Exercise requirements - Work out how many lines below contain "BTreeSet". Provide only the figure.

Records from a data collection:
//! Contracts the triage core needs from the mail provider.
//!
//! Adapters are pure I/O. Cursor handling, classification and idempotency
//! live in the core. Timeouts and retries are the adapter's business.

use std::collections::BTreeSet;

use async_trait::async_trait;
use serde::{Deserialize, Serialize};

use crate::error::ExternalError;

/// One change-log entry: the position it sits at and the messages it added.
#[derive(Debug, Clone, PartialEq, Serialize, Deserialize)]
pub struct ChangeRecord {
    pub position: String,
    pub added_message_ids: Vec<String>,
}

/// Raw message content as returned by the provider.
///
/// `subject` and `sender` are optional so malformed messages stay
/// distinguishable from empty ones.
#[derive(Debug, Clone, PartialEq, Serialize, Deserialize)]
pub struct FetchedMessage {
    pub message_id: String,
    pub thread_id: String,
    pub subject: Option<String>,
    pub sender: Option<String>,
    pub snippet: String,
    pub labels: BTreeSet<String>,
}

/// An automatic reply, threaded onto the message it answers.
#[derive(Debug, Clone, PartialEq, Serialize, Deserialize)]
pub struct OutgoingReply {
    pub from: String,
    pub to: String,
    /// Message id used for `In-Reply-To` and `References`.
    pub in_reply_to: String,
    pub thread_id: String,
    pub subject: String,
    pub body: String,
}

/// Registers push notifications for the mailbox.
#[async_trait]
pub trait WatchApi: Send + Sync {
    /// Start (or renew) the watch. Returns the current change-log position.
    async fn watch(&self) -> Result<String, ExternalError>;
}

/// Reads the mailbox change log.
#[async_trait]
pub trait ChangeLog: Send + Sync {
    /// Entries from `from` to now, oldest first.
    async fn list_since(&self, from: &str) -> Result<Vec<ChangeRecord>, ExternalError>;
}

/// Fetches full message content.
#[async_trait]
pub trait MessageFetcher: Send + Sync {
    async fn get(&self, message_id: &str) -> Result<FetchedMessage, ExternalError>;
}

/// Label management. `apply_labels` must have set semantics.
#[async_trait]
pub trait LabelApi: Send + Sync {
    /// Return the id of the label with this exact name, creating it if needed.
    async fn find_or_create(&self, name: &str) -> Result<String, ExternalError>;

    async fn apply_labels(
        &self,
        message_id: &str,
        add: &BTreeSet<String>,
        remove: &BTreeSet<String>,
    ) -> Result<(), ExternalError>;
}

/// Sends outgoing mail.
#[async_trait]
pub trait SendApi: Send + Sync {
    async fn send(&self, reply: &OutgoingReply) -> Result<(), ExternalError>;
}

/// Strip an optional display name: `"Ava <ava@x.com>"` → `"ava@x.com"`.
pub fn bare_address(sender: &str) -> &str {
    let trimmed = sender.trim();
    match (trimmed.rfind('<'), trimmed.rfind('>')) {
        (Some(start), Some(end)) if start < end => trimmed[start + 1..end].trim(),
        _ => trimmed,
    }
}

/// Case-insensitive address comparison, ignoring display names.
pub fn same_address(a: &str, b: &str) -> bool {
    bare_address(a).eq_ignore_ascii_case(bare_address(b))
}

Expected answer - 4